Background: Compounds such as furfural and 5-hydroxymethylfurfural (5-HMF) are generated through the dehydration of xylose and glucose, respectively, during dilute-acid pretreatment of lignocellulosic biomass and are also potent microbial growth and fermentation inhibitors. The enzymatic reduction of these furan aldehydes to their corresponding, and less toxic, alcohols is an engineering approach that has been successfully implemented in both Saccharomyces cerevisiae and ethanologenic Escherichia coli, but has not yet been investigated in thermophiles relevant to biofuel production through consolidated bioprocessing (CBP). Developing CBP-relevant biocatalysts that are either naturally resistant to such inhibitors, or are amenable to engineered resistance, is therefore, an important component in making biofuels production from lignocellulosic biomass feasible.

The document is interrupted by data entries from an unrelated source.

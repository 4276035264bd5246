//! Application router shared by the binary and the integration tests.

use std::time::Duration;

use axum::http::header::{AUTHORIZATION, CONTENT_TYPE};
use axum::http::{HeaderName, Method, StatusCode};
use axum::Router;
use tower_http::catch_panic::CatchPanicLayer;
use tower_http::cors::CorsLayer;
use tower_http::request_id::{MakeRequestUuid, PropagateRequestIdLayer, SetRequestIdLayer};
use tower_http::timeout::TimeoutLayer;
use tower_http::trace::{DefaultMakeSpan, DefaultOnResponse, TraceLayer};
use tracing::Level;

use crate::config::ServerConfig;
use crate::routes;
use crate::state::AppState;

const REQUEST_ID_HEADER: &str = "x-request-id";

/// Build the full application [`Router`] with its middleware stack.
///
/// Layers, outermost first: CORS, request-id assignment, tracing, request-id
/// propagation, timeout, panic recovery.
pub fn build_app_router(state: AppState, config: &ServerConfig) -> Router {
    let request_id_header = HeaderName::from_static(REQUEST_ID_HEADER);

    Router::new()
        .merge(routes::health::router())
        .nest("/api/v1", routes::api_routes())
        .layer(CatchPanicLayer::new())
        .layer(TimeoutLayer::with_status_code(
            StatusCode::REQUEST_TIMEOUT,
            Duration::from_secs(config.request_timeout_secs),
        ))
        .layer(PropagateRequestIdLayer::new(request_id_header.clone()))
        .layer(
            TraceLayer::new_for_http()
                .make_span_with(DefaultMakeSpan::new().level(Level::INFO))
                .on_response(DefaultOnResponse::new().level(Level::INFO)),
        )
        .layer(SetRequestIdLayer::new(request_id_header, MakeRequestUuid))
        .layer(build_cors_layer(config))
        .with_state(state)
}

/// CORS layer for the configured origins.
///
/// # Panics
///
/// Panics on an origin that is not a valid header value.
pub fn build_cors_layer(config: &ServerConfig) -> CorsLayer {
    let origins: Vec<_> = config
        .cors_origins
        .iter()
        .map(|o| {
            o.parse()
                .unwrap_or_else(|e| panic!("Invalid CORS origin '{o}': {e}"))
        })
        .collect();

    CorsLayer::new()
        .allow_origin(origins)
        .allow_methods([Method::GET, Method::POST, Method::PUT, Method::DELETE])
        .allow_headers([CONTENT_TYPE, AUTHORIZATION])
        .allow_credentials(true)
        .max_age(Duration::from_secs(3600))
}
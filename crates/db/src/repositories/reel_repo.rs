//! Repository for the `reels` table.

use montage_core::types::DbId;
use sqlx::PgPool;

use crate::models::reel::{CreateReel, Reel, UpdateReel};

/// Column list shared across queries to avoid repetition.
const COLUMNS: &str = "id, asset_id, name, source_url, created_at, updated_at";

/// Provides CRUD operations for reels.
pub struct ReelRepo;

impl ReelRepo {
    /// Attach a new reel to an asset, returning the created row.
    ///
    /// Fails with a foreign-key violation if the asset does not exist.
    pub async fn create(pool: &PgPool, input: &CreateReel) -> Result<Reel, sqlx::Error> {
        let query = format!(
            "INSERT INTO reels (asset_id, name, source_url) \
             VALUES ($1, $2, $3) \
             RETURNING {COLUMNS}"
        );
        sqlx::query_as::<_, Reel>(&query)
            .bind(input.asset_id)
            .bind(&input.name)
            .bind(&input.source_url)
            .fetch_one(pool)
            .await
    }

    /// Find a reel by its internal ID.
    pub async fn find_by_id(pool: &PgPool, id: DbId) -> Result<Option<Reel>, sqlx::Error> {
        let query = format!("SELECT {COLUMNS} FROM reels WHERE id = $1");
        sqlx::query_as::<_, Reel>(&query)
            .bind(id)
            .fetch_optional(pool)
            .await
    }

    /// List the reels of one asset in insertion order.
    pub async fn list_for_asset(pool: &PgPool, asset_id: DbId) -> Result<Vec<Reel>, sqlx::Error> {
        let query = format!("SELECT {COLUMNS} FROM reels WHERE asset_id = $1 ORDER BY id");
        sqlx::query_as::<_, Reel>(&query)
            .bind(asset_id)
            .fetch_all(pool)
            .await
    }

    /// List the reels of several assets at once, grouped by asset then id.
    pub async fn list_for_assets(
        pool: &PgPool,
        asset_ids: &[DbId],
    ) -> Result<Vec<Reel>, sqlx::Error> {
        let query = format!(
            "SELECT {COLUMNS} FROM reels WHERE asset_id = ANY($1) ORDER BY asset_id, id"
        );
        sqlx::query_as::<_, Reel>(&query)
            .bind(asset_ids)
            .fetch_all(pool)
            .await
    }

    /// Update a reel's descriptive fields.
    ///
    /// Returns `None` if no row with the given `id` exists.
    pub async fn update(
        pool: &PgPool,
        id: DbId,
        input: &UpdateReel,
    ) -> Result<Option<Reel>, sqlx::Error> {
        let query = format!(
            "UPDATE reels SET name = $2, source_url = $3 \
             WHERE id = $1 \
             RETURNING {COLUMNS}"
        );
        sqlx::query_as::<_, Reel>(&query)
            .bind(id)
            .bind(&input.name)
            .bind(&input.source_url)
            .fetch_optional(pool)
            .await
    }

    /// Delete a reel. Returns `true` if a row was deleted.
    pub async fn delete(pool: &PgPool, id: DbId) -> Result<bool, sqlx::Error> {
        let result = sqlx::query("DELETE FROM reels WHERE id = $1")
            .bind(id)
            .execute(pool)
            .await?;
        Ok(result.rows_affected() > 0)
    }
}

Results: A butanol dehydrogenase encoding gene from Thermoanaerobacter pseudethanolicus 39E (Teth39_1597), previously shown to have furfural and 5-HMF reducing capabilities, was cloned into a suicide plasmid, pDCW171 and transformed into a lactate dehydrogenase mutant of Caldicellulosiruptor bescii. Integration of the gene into the C. bescii chromosome was verified via PCR amplification and stable expression was observed up to 75°C. Heterologous expression of the NADPH-dependent BdhA enzyme conferred increased resistance of the engineered strain to both furfural and 5-HMF relative to the wild-type and parental strains. Further, when challenged with 15 mM concentrations of either furan aldehyde, the ability to eliminate furfural or 5-HMF from the culture medium was significantly improved in the engineered strain.

Conclusions: A genetically engineered strain of C. bescii (JWCB044) has been constructed that shows both an improved tolerance to furan aldehydes and an improved ability to eliminate furfural and 5-HMF from the culture medium. The work presented here represents the first example of engineering furan aldehyde resistance into a CBP-relevant thermophile and further validates C. bescii as being a genetically tractable microbe of importance for lignocellulosic biofuel production.

Keywords: 5-hydroxymethylfurfural; Biofuel; Butanol dehydrogenase; Caldicellulosiruptor bescii; Furfural; Genetic engineering; Inhibitor; Lignocellulose; Pretreatment; Thermophile.